Every engine I've ever worked on has a drain plug in the block to drain the coolant. 1 plug for inline engines, 2 for V engines. Some are tough to find though. If you drain the rad and remove these plugs you'll get 99% of the coolant out. Flush it with clean water while everything is still open and it's ready to be refilled.
 
You can never remove all the old coolant unless you replace all components of the cooling system with new parts that have never been touched by any coolant.

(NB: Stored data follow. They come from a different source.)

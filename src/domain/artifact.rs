//! Artifacts produced by generation jobs.
//!
//! Exactly one artifact is written per job, whether the content came from
//! the model or from the deterministic fallback.

use std::fmt;

use chrono::{DateTime, Utc};
use serde::{Deserialize, Serialize};
use uuid::Uuid;

/// A persisted draft payload
#[derive(Debug, Clone, PartialEq, Serialize, Deserialize)]
pub struct GenerationArtifact {
    /// Unique identifier for this artifact
    pub id: Uuid,

    /// Job that produced this artifact
    pub job_id: Uuid,

    /// Type of artifact
    pub kind: ArtifactKind,

    /// Raw JSON content
    pub content: String,

    /// SHA-256 of the content
    pub content_hash: String,

    /// Produced by the deterministic fallback rather than the model
    #[serde(default)]
    pub fallback: bool,

    /// When the artifact was created
    pub created_at: DateTime<Utc>,
}

impl GenerationArtifact {
    /// Create a new artifact
    pub fn new(job_id: Uuid, kind: ArtifactKind, content: String, fallback: bool) -> Self {
        let content_hash = crate::core::hash_content(&content);
        Self {
            id: Uuid::new_v4(),
            job_id,
            kind,
            content,
            content_hash,
            fallback,
            created_at: Utc::now(),
        }
    }

    /// Parse the content as JSON
    pub fn json(&self) -> serde_json::Result<serde_json::Value> {
        serde_json::from_str(&self.content)
    }
}

/// Types of artifacts that can be produced
#[derive(Debug, Clone, Copy, PartialEq, Eq, Hash, Serialize, Deserialize)]
#[serde(rename_all = "SCREAMING_SNAKE_CASE")]
pub enum ArtifactKind {
    /// Incident disclosure draft
    IncidentDraft,

    /// Communication pack
    CommunicationPack,

    /// Questionnaire answers
    QuestionnaireAnswers,
}

impl ArtifactKind {
    pub fn as_str(&self) -> &'static str {
        match self {
            ArtifactKind::IncidentDraft => "INCIDENT_DRAFT",
            ArtifactKind::CommunicationPack => "COMMUNICATION_PACK",
            ArtifactKind::QuestionnaireAnswers => "QUESTIONNAIRE_ANSWERS",
        }
    }
}

impl fmt::Display for ArtifactKind {
    fn fmt(&self, f: &mut fmt::Formatter<'_>) -> fmt::Result {
        f.write_str(self.as_str())
    }
}

#[cfg(test)]
mod tests {
    use super::*;

    #[test]
    fn test_artifact_creation() {
        let job_id = Uuid::new_v4();
        let artifact = GenerationArtifact::new(
            job_id,
            ArtifactKind::IncidentDraft,
            "{\"summary\":\"x\"}".to_string(),
            false,
        );

        assert_eq!(artifact.job_id, job_id);
        assert_eq!(artifact.kind, ArtifactKind::IncidentDraft);
        assert_eq!(artifact.content_hash.len(), 64);
        assert!(!artifact.fallback);
    }

    #[test]
    fn test_artifact_serialization() {
        let artifact = GenerationArtifact::new(
            Uuid::new_v4(),
            ArtifactKind::CommunicationPack,
            "{}".to_string(),
            true,
        );

        let json = serde_json::to_string(&artifact).unwrap();
        assert!(json.contains("\"COMMUNICATION_PACK\""));

        let parsed: GenerationArtifact = serde_json::from_str(&json).unwrap();
        assert_eq!(parsed, artifact);
    }
}
//! regdraft CLI entrypoint

use anyhow::Result;
use clap::Parser;
use tracing_subscriber::{layer::SubscriberExt, util::SubscriberInitExt, EnvFilter};

use regdraft::cli::Cli;

#[tokio::main]
async fn main() -> Result<()> {
    // Logs go to stderr so stdout stays clean for artifact JSON
    tracing_subscriber::registry()
        .with(EnvFilter::try_from_default_env().unwrap_or_else(|_| EnvFilter::new("info")))
        .with(
            tracing_subscriber::fmt::layer()
                .with_target(false)
                .with_writer(std::io::stderr),
        )
        .init();

    // Parse and execute CLI
    let cli = Cli::parse();
    cli.execute().await
}
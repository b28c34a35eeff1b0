//! Deterministic fallback drafts.
//!
//! When no model output survives validation the orchestrator still owes the
//! caller an artifact. The templates here build one from the caller facts
//! alone: pure, deterministic, and valid against the contract schema for any
//! input, including no facts at all. Anything that cannot be derived
//! mechanically is filled with `PLACEHOLDER` so required fields are present.
//!
//! Strings taken from the facts are redacted and clipped to the schema's
//! length bounds, so fallback artifacts carry the same guarantees as model
//! output.

use std::sync::LazyLock;

use regex::Regex;
use serde_json::{json, Map, Value};

use crate::domain::JobKind;

use super::redactor::redact;

/// Marker for fields an analyst must fill in
pub const PLACEHOLDER: &str = "[ANALYST INPUT REQUIRED]";

/// Notice attached to every fallback document
pub const FALLBACK_NOTICE: &str = "Generated by the deterministic fallback template because \
model output could not be validated. Every field must be reviewed before submission.";

const SEVERITIES: [&str; 5] = ["critical", "high", "medium", "low", "unknown"];

static CVE_ID: LazyLock<Option<Regex>> =
    LazyLock::new(|| Regex::new(r"^CVE-[0-9]{4}-[0-9]{4,}$").ok());

/// Produce a schema-valid fallback document for `kind` as JSON text
pub fn fallback(kind: JobKind, facts: &Value) -> String {
    fallback_value(kind, facts).to_string()
}

/// Produce a schema-valid fallback document for `kind`
pub fn fallback_value(kind: JobKind, facts: &Value) -> Value {
    let empty = Map::new();
    let facts = facts.as_object().unwrap_or(&empty);

    match kind {
        JobKind::IncidentDraft => incident_draft(facts),
        JobKind::CommunicationPack => communication_pack(facts),
        JobKind::QuestionnaireAnswers => questionnaire_answers(facts),
    }
}

fn incident_draft(facts: &Map<String, Value>) -> Value {
    let mut doc = json!({
        "summary": field(facts, &["summary", "description", "title"], 2000),
        "severity": severity(facts),
        "affected_versions": or_placeholder(affected_versions(facts)),
        "impact": field(facts, &["impact"], 2000),
        "mitigations": or_placeholder(string_list(facts.get("mitigations"), 20, 500)),
        "timeline": timeline(facts),
        "draft_notice": FALLBACK_NOTICE,
    });

    if let Some(root_cause) = text(facts, &["root_cause"]) {
        doc["root_cause"] = json!(clip(&root_cause, 2000));
    }

    let cves = cve_ids(facts);
    if !cves.is_empty() {
        doc["cve_ids"] = json!(cves);
    }

    doc
}

fn communication_pack(facts: &Map<String, Value>) -> Value {
    let product = text(facts, &["product", "product_name"])
        .unwrap_or_else(|| "the affected product".to_string());
    let summary = field(facts, &["summary", "description", "title"], 1000);
    let severity = severity(facts);
    let versions = joined(&affected_versions(facts));
    let mitigations = joined(&string_list(facts.get("mitigations"), 20, 500));

    let headline = match text(facts, &["title"]) {
        Some(title) => format!("Security incident: {}", title),
        None => format!("Security incident affecting {}", product),
    };

    let customer_notice = format!(
        "We are investigating a security incident affecting {}. {} \
Affected versions: {}. Recommended action: {}.",
        product, summary, versions, mitigations
    );

    let regulator_notice = format!(
        "Notification of a security incident affecting {}. Severity assessment: {}. \
Summary: {} Affected versions: {}. Mitigations: {}. Point of contact: {}.",
        product, severity, summary, versions, mitigations, PLACEHOLDER
    );

    json!({
        "headline": clip(&headline, 200),
        "internal_summary": clip(&format!("{} (severity: {})", summary, severity), 2000),
        "customer_notice": clip(&customer_notice, 4000),
        "regulator_notice": clip(&regulator_notice, 4000),
        "faq": [
            {"question": "What happened?", "answer": clip(&summary, 1000)},
            {"question": "Which versions are affected?", "answer": clip(&versions, 1000)},
            {"question": "What should I do?", "answer": clip(&mitigations, 1000)},
        ],
        "draft_notice": FALLBACK_NOTICE,
    })
}

fn questionnaire_answers(facts: &Map<String, Value>) -> Value {
    let questions = facts
        .get("questions")
        .and_then(Value::as_array)
        .map(|a| a.as_slice())
        .unwrap_or(&[]);

    let mut answers = Vec::new();
    let mut unanswered = Vec::new();

    for (idx, question) in questions.iter().take(200).enumerate() {
        let (id, prompt) = match question {
            Value::Object(q) => (
                scalar_text(q.get("id")).map(|id| clip(&id, 64)),
                text(q, &["text", "question"]),
            ),
            other => (None, scalar_text(Some(other))),
        };
        let id = id.unwrap_or_else(|| format!("q{}", idx + 1));

        let mut answer = json!({
            "question_id": id,
            "answer": PLACEHOLDER,
            "confidence": "none",
        });
        if let Some(prompt) = prompt {
            answer["question"] = json!(clip(&prompt, 1000));
        }

        answers.push(answer);
        unanswered.push(json!(id));
    }

    json!({
        "answers": answers,
        "unanswered": unanswered,
        "draft_notice": FALLBACK_NOTICE,
    })
}

/// First non-empty string (or number) under any of `keys`, redacted
fn text(facts: &Map<String, Value>, keys: &[&str]) -> Option<String> {
    keys.iter().find_map(|k| scalar_text(facts.get(*k)))
}

fn scalar_text(value: Option<&Value>) -> Option<String> {
    let raw = match value? {
        Value::String(s) => s.trim().to_string(),
        Value::Number(n) => n.to_string(),
        _ => return None,
    };

    if raw.is_empty() {
        None
    } else {
        Some(redact(&raw))
    }
}

fn field(facts: &Map<String, Value>, keys: &[&str], max: usize) -> String {
    text(facts, keys)
        .map(|s| clip(&s, max))
        .unwrap_or_else(|| PLACEHOLDER.to_string())
}

fn severity(facts: &Map<String, Value>) -> &'static str {
    facts
        .get("severity")
        .and_then(Value::as_str)
        .map(|s| s.trim().to_ascii_lowercase())
        .and_then(|s| SEVERITIES.iter().copied().find(|known| *known == s))
        .unwrap_or("unknown")
}

fn string_list(value: Option<&Value>, max_items: usize, max_len: usize) -> Vec<String> {
    match value {
        Some(Value::Array(items)) => items
            .iter()
            .filter_map(|v| scalar_text(Some(v)))
            .map(|s| clip(&s, max_len))
            .take(max_items)
            .collect(),
        Some(single) => scalar_text(Some(single))
            .map(|s| vec![clip(&s, max_len)])
            .unwrap_or_default(),
        None => Vec::new(),
    }
}

fn affected_versions(facts: &Map<String, Value>) -> Vec<String> {
    let direct = string_list(facts.get("affected_versions"), 100, 64);
    if !direct.is_empty() {
        return direct;
    }

    facts
        .get("releases")
        .and_then(Value::as_array)
        .map(|releases| {
            releases
                .iter()
                .filter_map(|r| match r {
                    Value::Object(o) => scalar_text(o.get("version")),
                    other => scalar_text(Some(other)),
                })
                .map(|v| clip(&v, 64))
                .take(100)
                .collect()
        })
        .unwrap_or_default()
}

fn timeline(facts: &Map<String, Value>) -> Vec<Value> {
    let Some(entries) = facts.get("timeline").and_then(Value::as_array) else {
        return Vec::new();
    };

    entries
        .iter()
        .filter_map(Value::as_object)
        .filter_map(|entry| {
            let date = text(entry, &["date", "at"])?;
            let event = text(entry, &["event", "description"])?;
            Some(json!({"date": clip(&date, 40), "event": clip(&event, 500)}))
        })
        .take(50)
        .collect()
}

fn cve_ids(facts: &Map<String, Value>) -> Vec<String> {
    let Some(re) = CVE_ID.as_ref() else {
        return Vec::new();
    };

    string_list(facts.get("cve_ids"), usize::MAX, 64)
        .into_iter()
        .map(|s| s.to_ascii_uppercase())
        .filter(|s| re.is_match(s))
        .take(50)
        .collect()
}

fn or_placeholder(items: Vec<String>) -> Vec<String> {
    if items.is_empty() {
        vec![PLACEHOLDER.to_string()]
    } else {
        items
    }
}

fn joined(items: &[String]) -> String {
    if items.is_empty() {
        PLACEHOLDER.to_string()
    } else {
        items.join(", ")
    }
}

/// Truncate to at most `max` characters
fn clip(s: &str, max: usize) -> String {
    s.chars().take(max).collect()
}

#[cfg(test)]
mod tests {
    use super::*;

    #[test]
    fn test_empty_facts_use_placeholders() {
        let doc = fallback_value(JobKind::IncidentDraft, &Value::Null);
        assert_eq!(doc["summary"], PLACEHOLDER);
        assert_eq!(doc["severity"], "unknown");
        assert_eq!(doc["affected_versions"], json!([PLACEHOLDER]));
        assert_eq!(doc["timeline"], json!([]));
        assert_eq!(doc["draft_notice"], FALLBACK_NOTICE);
    }

    #[test]
    fn test_incident_fields_from_facts() {
        let facts = json!({
            "title": "Parser overflow",
            "severity": "HIGH",
            "releases": [{"version": "2.1.0"}, {"version": "2.1.1"}],
            "cve_ids": ["cve-2024-12345", "not-a-cve"],
            "timeline": [
                {"date": "2024-05-01", "event": "Report received"},
                {"date": "2024-05-02"}
            ]
        });
        let doc = fallback_value(JobKind::IncidentDraft, &facts);

        assert_eq!(doc["summary"], "Parser overflow");
        assert_eq!(doc["severity"], "high");
        assert_eq!(doc["affected_versions"], json!(["2.1.0", "2.1.1"]));
        assert_eq!(doc["cve_ids"], json!(["CVE-2024-12345"]));
        assert_eq!(doc["timeline"].as_array().unwrap().len(), 1);
    }

    #[test]
    fn test_copied_text_is_redacted() {
        let facts = json!({"summary": "Reported by admin@corp.com from 10.0.0.1"});
        let doc = fallback_value(JobKind::IncidentDraft, &facts);
        let summary = doc["summary"].as_str().unwrap();
        assert!(!summary.contains("admin@corp.com"));
        assert!(!summary.contains("10.0.0.1"));
    }

    #[test]
    fn test_long_text_is_clipped() {
        let facts = json!({"title": "x".repeat(500)});
        let doc = fallback_value(JobKind::CommunicationPack, &facts);
        assert_eq!(doc["headline"].as_str().unwrap().chars().count(), 200);
    }

    #[test]
    fn test_questionnaire_ids() {
        let facts = json!({
            "questions": [
                {"id": "AC-1", "text": "Do you enforce MFA?"},
                "Do you encrypt data at rest?",
                {"text": "Who is your DPO?"}
            ]
        });
        let doc = fallback_value(JobKind::QuestionnaireAnswers, &facts);

        assert_eq!(doc["unanswered"], json!(["AC-1", "q2", "q3"]));
        assert_eq!(doc["answers"][0]["confidence"], "none");
        assert_eq!(doc["answers"][1]["question"], "Do you encrypt data at rest?");
    }

    #[test]
    fn test_deterministic() {
        let facts = json!({"title": "Parser overflow", "severity": "low"});
        for kind in JobKind::ALL {
            assert_eq!(fallback(kind, &facts), fallback(kind, &facts));
        }
    }
}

The idea is to dilute the old coolant so much as to it being virtually gone.
 
olympic is right. Put on some old work clothes, drive to the nearest dealer for your kind of vehicle, park near the doors where they drive vehicles in and out of the service shop area, and ask a mechanic to get under the engine with you and show you where the drain plug or plugs are.
 
I don't want to get in trouble here, but if the old coolant looks in normal condition for its age, then maybe a fresh water flush isn't needed. Just drain and fill. Especially if you're replacing with coolant of the same chemistry. If the old coolant looks nasty, then you should flush, and keep an eye on why this might be happening.
 
I agree, Tosh. If you're well underneath the normal service recommendations, just a simple drain and fill should suffice. That's the approach I'm going to start taking. That way, I should never have any corrosion to worry about nor any reason to do any full flushes/chemical treatments.